Work item | Write each entry out again exactly, with nothing omitted.
----------------
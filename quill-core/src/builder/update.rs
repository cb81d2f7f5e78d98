//! UPDATE transitions

use super::common::IntoRecord;
use super::descriptor::Mode;
use super::query::Query;

impl<R> Query<R> {
    /// Start an UPDATE of `table`; a `set()` must follow
    pub fn update(&self, table: &str) -> Self {
        self.derive(|d| {
            d.update_table = Some(table.to_string());
            d.claim_mode(Mode::Update);
        })
    }

    /// Set the `<column> = ?` assignments of an UPDATE
    ///
    /// # Examples
    /// ```
    /// use quill_core::update;
    ///
    /// let q = update("users").set([("name", "foo")]).where_(("id", "=", 1));
    /// assert_eq!(q.to_sql(), "UPDATE users SET name = ? WHERE id = ?");
    /// assert_eq!(q.parameters(), vec!["foo".into(), 1.into()]);
    /// ```
    pub fn set<D>(&self, data: D) -> Self
    where
        D: IntoRecord,
    {
        let (columns, values) = data.into_record().into_parts();
        let clause = columns
            .iter()
            .map(|column| format!("{} = ?", column))
            .collect::<Vec<_>>()
            .join(", ");
        self.derive(|d| {
            d.set_clause = Some(clause);
            d.set_parameters = values;
        })
    }
}
//! SELECT transitions: columns, table, joins, grouping, ordering and paging

use super::common::{IntoColumns, IntoOrderBy, JoinType};
use super::descriptor::Mode;
use super::query::Query;
use crate::schema::Table;
use crate::IntoOperator;

impl<R> Query<R> {
    /// Select specific columns
    ///
    /// A single string is used verbatim, lists are joined with `", "`.
    ///
    /// # Examples
    /// ```
    /// use quill_core::query;
    ///
    /// let q = query().select("id,title").from("users");
    /// assert_eq!(q.to_sql(), "SELECT id,title FROM users");
    ///
    /// let q = query().select(["id", "title"]).from("users");
    /// assert_eq!(q.to_sql(), "SELECT id, title FROM users");
    /// ```
    pub fn select<C>(&self, columns: C) -> Self
    where
        C: IntoColumns,
    {
        let columns = columns.into_columns().join(", ");
        self.derive(|d| {
            d.select_columns = Some(columns);
            d.claim_mode(Mode::Select);
        })
    }

    /// Set the table to select from
    pub fn from(&self, table: &str) -> Self {
        self.derive(|d| d.from_table = Some(table.to_string()))
    }

    /// Select from a typed table, rows map to the table's row type
    pub fn from_table<T: Table>(&self) -> Query<T::Row> {
        self.from(T::NAME).with_row_type()
    }

    /// Select `COUNT(<expression>)` instead of columns
    pub fn count(&self, expression: &str) -> Self {
        self.derive(|d| {
            d.count = Some(expression.to_string());
            d.claim_mode(Mode::Select);
        })
    }

    /// Select `COUNT(*)`
    pub fn count_all(&self) -> Self {
        self.count("*")
    }

    pub fn left_join(&self, table: &str) -> Self {
        self.derive(|d| d.put_join(JoinType::Left, table))
    }

    pub fn right_join(&self, table: &str) -> Self {
        self.derive(|d| d.put_join(JoinType::Right, table))
    }

    pub fn inner_join(&self, table: &str) -> Self {
        self.derive(|d| d.put_join(JoinType::Inner, table))
    }

    pub fn outer_join(&self, table: &str) -> Self {
        self.derive(|d| d.put_join(JoinType::Outer, table))
    }

    /// Set the join predicate as `<left> <operator> <right>`
    ///
    /// # Examples
    /// ```
    /// use quill_core::from;
    ///
    /// let q = from("shaders")
    ///     .left_join("users")
    ///     .on("shaders.user_id", "=", "users.id");
    /// assert_eq!(
    ///     q.to_sql(),
    ///     "SELECT * FROM shaders LEFT JOIN users ON shaders.user_id = users.id"
    /// );
    /// ```
    ///
    /// # Panics
    ///
    /// Panics if `operator` is a string naming no known SQLite operator; use
    /// [`Operator::custom`](crate::Operator::custom) for anything else.
    pub fn on<O>(&self, left: &str, operator: O, right: &str) -> Self
    where
        O: IntoOperator,
    {
        let clause = format!("{} {} {}", left, operator.into_operator(), right);
        self.derive(|d| d.on_clause = Some(clause))
    }

    /// Set the join predicate verbatim
    pub fn on_raw(&self, clause: &str) -> Self {
        self.derive(|d| d.on_clause = Some(clause.to_string()))
    }

    /// Set the GROUP BY expression
    pub fn group_by<C>(&self, columns: C) -> Self
    where
        C: IntoColumns,
    {
        let columns = columns.into_columns().join(", ");
        self.derive(|d| d.group_by = Some(columns))
    }

    /// Set the HAVING expression
    pub fn having(&self, expression: &str) -> Self {
        self.derive(|d| d.having = Some(expression.to_string()))
    }

    /// Add an ORDER BY entry; repeated calls accumulate
    pub fn order_by<O>(&self, order: O) -> Self
    where
        O: IntoOrderBy,
    {
        let order = order.into_order_by();
        self.derive(|d| d.order_by.push(order))
    }

    /// Set the LIMIT clause
    ///
    /// SQLite integers are signed, values above `i64::MAX` are bound as
    /// `i64::MAX`.
    pub fn limit(&self, limit: u64) -> Self {
        self.derive(|d| d.limit = Some(limit))
    }

    /// Set the OFFSET clause; saturates at `i64::MAX` like [`Query::limit`]
    pub fn offset(&self, offset: u64) -> Self {
        self.derive(|d| d.offset = Some(offset))
    }
}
----------------
Result of the task |
filename quill-core/src/builder/update.rs
repository cb81d2f7f5e78d98
//! UPDATE transitions

use super::common::IntoRecord;
use super::descriptor::Mode;
use super::query::Query;

impl<R> Query<R> {
    /// Start an UPDATE of `table`; a `set()` must follow
    pub fn update(&self, table: &str) -> Self {
        self.derive(|d| {
            d.update_table = Some(table.to_string());
            d.claim_mode(Mode::Update);
        })
    }

    /// Set the `<column> = ?` assignments of an UPDATE
    ///
    /// # Examples
    /// ```
    /// use quill_core::update;
    ///
    /// let q = update("users").set([("name", "foo")]).where_(("id", "=", 1));
    /// assert_eq!(q.to_sql(), "UPDATE users SET name = ? WHERE id = ?");
    /// assert_eq!(q.parameters(), vec!["foo".into(), 1.into()]);
    /// ```
    pub fn set<D>(&self, data: D) -> Self
    where
        D: IntoRecord,
    {
        let (columns, values) = data.into_record().into_parts();
        let clause = columns
            .iter()
            .map(|column| format!("{} = ?", column))
            .collect::<Vec<_>>()
            .join(", ");
        self.derive(|d| {
            d.set_clause = Some(clause);
            d.set_parameters = values;
        })
    }
}
//! SELECT transitions: columns, table, joins, grouping, ordering and paging

use super::common::{IntoColumns, IntoOrderBy, JoinType};
use super::descriptor::Mode;
use super::query::Query;
use crate::schema::Table;
use crate::IntoOperator;

impl<R> Query<R> {
    /// Select specific columns
    ///
    /// A single string is used verbatim, lists are joined with `", "`.
    ///
    /// # Examples
    /// ```
    /// use quill_core::query;
    ///
    /// let q = query().select("id,title").from("users");
    /// assert_eq!(q.to_sql(), "SELECT id,title FROM users");
    ///
    /// let q = query().select(["id", "title"]).from("users");
    /// assert_eq!(q.to_sql(), "SELECT id, title FROM users");
    /// ```
    pub fn select<C>(&self, columns: C) -> Self
    where
        C: IntoColumns,
    {
        let columns = columns.into_columns().join(", ");
        self.derive(|d| {
            d.select_columns = Some(columns);
            d.claim_mode(Mode::Select);
        })
    }

    /// Set the table to select from
    pub fn from(&self, table: &str) -> Self {
        self.derive(|d| d.from_table = Some(table.to_string()))
    }

    /// Select from a typed table, rows map to the table's row type
    pub fn from_table<T: Table>(&self) -> Query<T::Row> {
        self.from(T::NAME).with_row_type()
    }

    /// Select `COUNT(<expression>)` instead of columns
    pub fn count(&self, expression: &str) -> Self {
        self.derive(|d| {
            d.count = Some(expression.to_string());
            d.claim_mode(Mode::Select);
        })
    }

    /// Select `COUNT(*)`
    pub fn count_all(&self) -> Self {
        self.count("*")
    }

    pub fn left_join(&self, table: &str) -> Self {
        self.derive(|d| d.put_join(JoinType::Left, table))
    }

    pub fn right_join(&self, table: &str) -> Self {
        self.derive(|d| d.put_join(JoinType::Right, table))
    }

    pub fn inner_join(&self, table: &str) -> Self {
        self.derive(|d| d.put_join(JoinType::Inner, table))
    }

    pub fn outer_join(&self, table: &str) -> Self {
        self.derive(|d| d.put_join(JoinType::Outer, table))
    }

    /// Set the join predicate as `<left> <operator> <right>`
    ///
    /// # Examples
    /// ```
    /// use quill_core::from;
    ///
    /// let q = from("shaders")
    ///     .left_join("users")
    ///     .on("shaders.user_id", "=", "users.id");
    /// assert_eq!(
    ///     q.to_sql(),
    ///     "SELECT * FROM shaders LEFT JOIN users ON shaders.user_id = users.id"
    /// );
    /// ```
    ///
    /// # Panics
    ///
    /// Panics if `operator` is a string naming no known SQLite operator; use
    /// [`Operator::custom`](crate::Operator::custom) for anything else.
    pub fn on<O>(&self, left: &str, operator: O, right: &str) -> Self
    where
        O: IntoOperator,
    {
        let clause = format!("{} {} {}", left, operator.into_operator(), right);
        self.derive(|d| d.on_clause = Some(clause))
    }

    /// Set the join predicate verbatim
    pub fn on_raw(&self, clause: &str) -> Self {
        self.derive(|d| d.on_clause = Some(clause.to_string()))
    }

    /// Set the GROUP BY expression
    pub fn group_by<C>(&self, columns: C) -> Self
    where
        C: IntoColumns,
    {
        let columns = columns.into_columns().join(", ");
        self.derive(|d| d.group_by = Some(columns))
    }

    /// Set the HAVING expression
    pub fn having(&self, expression: &str) -> Self {
        self.derive(|d| d.having = Some(expression.to_string()))
    }

    /// Add an ORDER BY entry; repeated calls accumulate
    pub fn order_by<O>(&self, order: O) -> Self
    where
        O: IntoOrderBy,
    {
        let order = order.into_order_by();
        self.derive(|d| d.order_by.push(order))
    }

    /// Set the LIMIT clause
    ///
    /// SQLite integers are signed, values above `i64::MAX` are bound as
    /// `i64::MAX`.
    pub fn limit(&self, limit: u64) -> Self {
        self.derive(|d| d.limit = Some(limit))
    }

    /// Set the OFFSET clause; saturates at `i64::MAX` like [`Query::limit`]
    pub fn offset(&self, offset: u64) -> Self {
        self.derive(|d| d.offset = Some(offset))
    }
}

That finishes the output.